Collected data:
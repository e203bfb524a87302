use super::detect::{detect_all_old_versions, LegacyInstall};
use super::manager::{perform_migration, MigrationOptions, MigrationOutcome};
use crate::effects::Effects;
use crate::error::InstallError;
use crate::platform::{Platform, PlatformRegistry};
use serde::Serialize;
use std::path::{Path, PathBuf};

#[derive(Debug, Serialize)]
pub struct MigrationSummary {
    pub success: bool,
    pub migrations_performed: usize,
    pub cancelled: bool,
    pub error: Option<String>,
    pub detected: Vec<LegacyInstall>,
    pub backup_path: Option<PathBuf>,
    #[serde(skip)]
    pub cause: Option<InstallError>,
}

impl MigrationSummary {
    fn stopped(
        detected: Vec<LegacyInstall>,
        migrated: &[Platform],
        failed_on: Platform,
        backup_path: Option<PathBuf>,
        cause: InstallError,
    ) -> Self {
        let cancelled = matches!(cause, InstallError::UserDeclinedMigration { .. });
        let mut error = match &cause {
            InstallError::UserDeclinedMigration { .. } | InstallError::BackupPartialFailure { .. } => {
                cause.to_string()
            }
            other => format!(
                "{other}; original {} files are untouched",
                failed_on.display_name()
            ),
        };
        if !migrated.is_empty() {
            let names: Vec<&str> = migrated.iter().map(|p| p.display_name()).collect();
            error.push_str(&format!("; already migrated: {}", names.join(", ")));
            if let Some(backup) = &backup_path {
                error.push_str(&format!(" (backed up to {})", backup.display()));
            }
        }
        Self {
            success: false,
            migrations_performed: migrated.len(),
            cancelled,
            error: Some(error),
            detected,
            backup_path,
            cause: Some(cause),
        }
    }

    pub fn exit_code(&self) -> i32 {
        self.cause
            .as_ref()
            .map_or(crate::error::exit_code::SUCCESS, InstallError::exit_code)
    }
}

/// Detect legacy installs under `target_dir` and migrate them one platform at a time.
///
/// All platforms share the backup directory created for the first one. The run
/// stops at the first decline or failure.
pub fn check_and_migrate_old_versions(
    registry: &PlatformRegistry,
    target_dir: &Path,
    options: &MigrationOptions,
    effects: &Effects,
) -> MigrationSummary {
    let detected = detect_all_old_versions(registry, target_dir);
    if detected.is_empty() {
        tracing::debug!(target = %target_dir.display(), "no legacy installations found");
        return MigrationSummary {
            success: true,
            migrations_performed: 0,
            cancelled: false,
            error: None,
            detected,
            backup_path: None,
            cause: None,
        };
    }

    for old in &detected {
        tracing::warn!(
            platform = %old.platform,
            version = %old.version,
            "incompatible legacy installation detected"
        );
    }

    let mut shared = options.shared_backup_dir.clone();
    let mut migrated = Vec::new();
    for old in &detected {
        let opts = MigrationOptions {
            shared_backup_dir: shared.clone(),
            ..options.clone()
        };
        let outcome =
            perform_migration(registry, old.platform, &old.version, target_dir, &opts, effects);
        let result = outcome.and_then(|o| match o {
            MigrationOutcome::NoLegacyFiles => Err(InstallError::InvalidArgs(format!(
                "legacy {} files disappeared before migration",
                old.platform
            ))),
            other => other.into_result(old.platform),
        });
        match result {
            Ok(backup_path) => {
                migrated.push(old.platform);
                if shared.is_none() {
                    shared = Some(backup_path);
                }
            }
            Err(cause) => {
                return MigrationSummary::stopped(
                    detected.clone(),
                    &migrated,
                    old.platform,
                    shared,
                    cause,
                )
            }
        }
    }

    tracing::info!(count = migrated.len(), "all legacy installations migrated");
    MigrationSummary {
        success: true,
        migrations_performed: migrated.len(),
        cancelled: false,
        error: None,
        detected,
        backup_path: shared,
        cause: None,
    }
}

#[cfg(test)]
mod tests {
    use super::*;
    use crate::backup::RetryPolicy;
    use crate::effects::{AutoConfirm, FixedClock, FixedDiskSpace, Prompter};
    use chrono::{Local, TimeZone};
    use std::fs;
    use std::sync::atomic::{AtomicUsize, Ordering};
    use std::time::Duration;
    use tempfile::TempDir;

    fn touch(root: &Path, rel: &str, body: &str) {
        let p = root.join(rel);
        fs::create_dir_all(p.parent().unwrap()).unwrap();
        fs::write(p, body).unwrap();
    }

    fn legacy_all(root: &Path) {
        touch(root, ".claude/get-shit-done/VERSION", "1.9.0");
        touch(root, ".claude/commands/gsd/plan.md", "p");
        touch(root, ".github/skills/get-shit-done/SKILL.md", "s");
        touch(root, ".github/skills/get-shit-done/VERSION", "1.9.0");
        touch(root, ".codex/skills/get-shit-done/SKILL.md", "s");
        touch(root, ".codex/skills/get-shit-done/VERSION", "1.9.0");
    }

    fn effects() -> Effects {
        Effects::system()
            .with_clock(FixedClock(Local.with_ymd_and_hms(2026, 8, 2, 10, 15, 0).unwrap()))
            .with_disk(FixedDiskSpace(u64::MAX))
            .with_prompter(AutoConfirm(true))
    }

    fn options(skip_prompts: bool) -> MigrationOptions {
        MigrationOptions {
            skip_prompts,
            retry: RetryPolicy {
                max_retries: 1,
                retry_delay: Duration::ZERO,
            },
            ..Default::default()
        }
    }

    /// Says yes a fixed number of times, then no.
    struct YesThenNo(AtomicUsize);

    impl Prompter for YesThenNo {
        fn confirm(&self, _message: &str, _default: bool) -> std::io::Result<bool> {
            let left = self.0.load(Ordering::SeqCst);
            if left == 0 {
                return Ok(false);
            }
            self.0.store(left - 1, Ordering::SeqCst);
            Ok(true)
        }
    }

    #[test]
    fn nothing_detected_is_success() {
        let dir = TempDir::new().unwrap();
        let summary = check_and_migrate_old_versions(
            &PlatformRegistry::builtin(),
            dir.path(),
            &options(true),
            &effects(),
        );
        assert!(summary.success);
        assert_eq!(summary.migrations_performed, 0);
        assert_eq!(summary.exit_code(), 0);
    }

    #[test]
    fn all_platforms_share_one_backup_directory() {
        let dir = TempDir::new().unwrap();
        legacy_all(dir.path());
        let summary = check_and_migrate_old_versions(
            &PlatformRegistry::builtin(),
            dir.path(),
            &options(true),
            &effects(),
        );
        assert!(summary.success, "{:?}", summary.error);
        assert_eq!(summary.migrations_performed, 3);

        let backup = summary.backup_path.unwrap();
        assert_eq!(backup, dir.path().join(".gsd-backup/2026-08-02-1015"));
        assert!(backup.join(".claude/commands/gsd/plan.md").is_file());
        assert!(backup.join(".github/skills/get-shit-done/SKILL.md").is_file());
        assert!(backup.join(".codex/skills/get-shit-done/VERSION").is_file());
        assert_eq!(fs::read_dir(dir.path().join(".gsd-backup")).unwrap().count(), 1);
        assert!(!dir.path().join(".codex/skills/get-shit-done").exists());
    }

    #[test]
    fn decline_stops_the_run() {
        let dir = TempDir::new().unwrap();
        legacy_all(dir.path());
        let fx = effects().with_prompter(YesThenNo(AtomicUsize::new(1)));
        let summary = check_and_migrate_old_versions(
            &PlatformRegistry::builtin(),
            dir.path(),
            &options(false),
            &fx,
        );
        assert!(!summary.success);
        assert!(summary.cancelled);
        assert_eq!(summary.migrations_performed, 1);
        let error = summary.error.as_deref().unwrap();
        assert!(error.contains("migration of copilot declined"));
        assert!(error.contains("its original files are untouched"));
        assert!(error.contains("already migrated: Claude Code"));
        assert!(error.contains(".gsd-backup/2026-08-02-1015"));
        assert_eq!(summary.exit_code(), 1);
        assert!(!dir.path().join(".claude/commands/gsd").exists());
        assert!(dir.path().join(".github/skills/get-shit-done/SKILL.md").exists());
        assert!(dir.path().join(".codex/skills/get-shit-done/SKILL.md").exists());
    }

    #[test]
    fn space_failure_reports_untouched_originals() {
        let dir = TempDir::new().unwrap();
        legacy_all(dir.path());
        let fx = effects().with_disk(FixedDiskSpace(0));
        let summary = check_and_migrate_old_versions(
            &PlatformRegistry::builtin(),
            dir.path(),
            &options(true),
            &fx,
        );
        assert!(!summary.success);
        assert!(!summary.cancelled);
        assert_eq!(summary.exit_code(), 5);
        let error = summary.error.unwrap();
        assert!(error.ends_with("original Claude Code files are untouched"));
        assert!(!error.contains("already migrated"));
        assert!(dir.path().join(".claude/commands/gsd/plan.md").exists());
    }
}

__TASK GOAL__
Considering only the data above, return the lines in which "SeqCst" occurs.

__WRITTEN REPLY__
            let left = self.0.load(Ordering::SeqCst);
            self.0.store(left - 1, Ordering::SeqCst);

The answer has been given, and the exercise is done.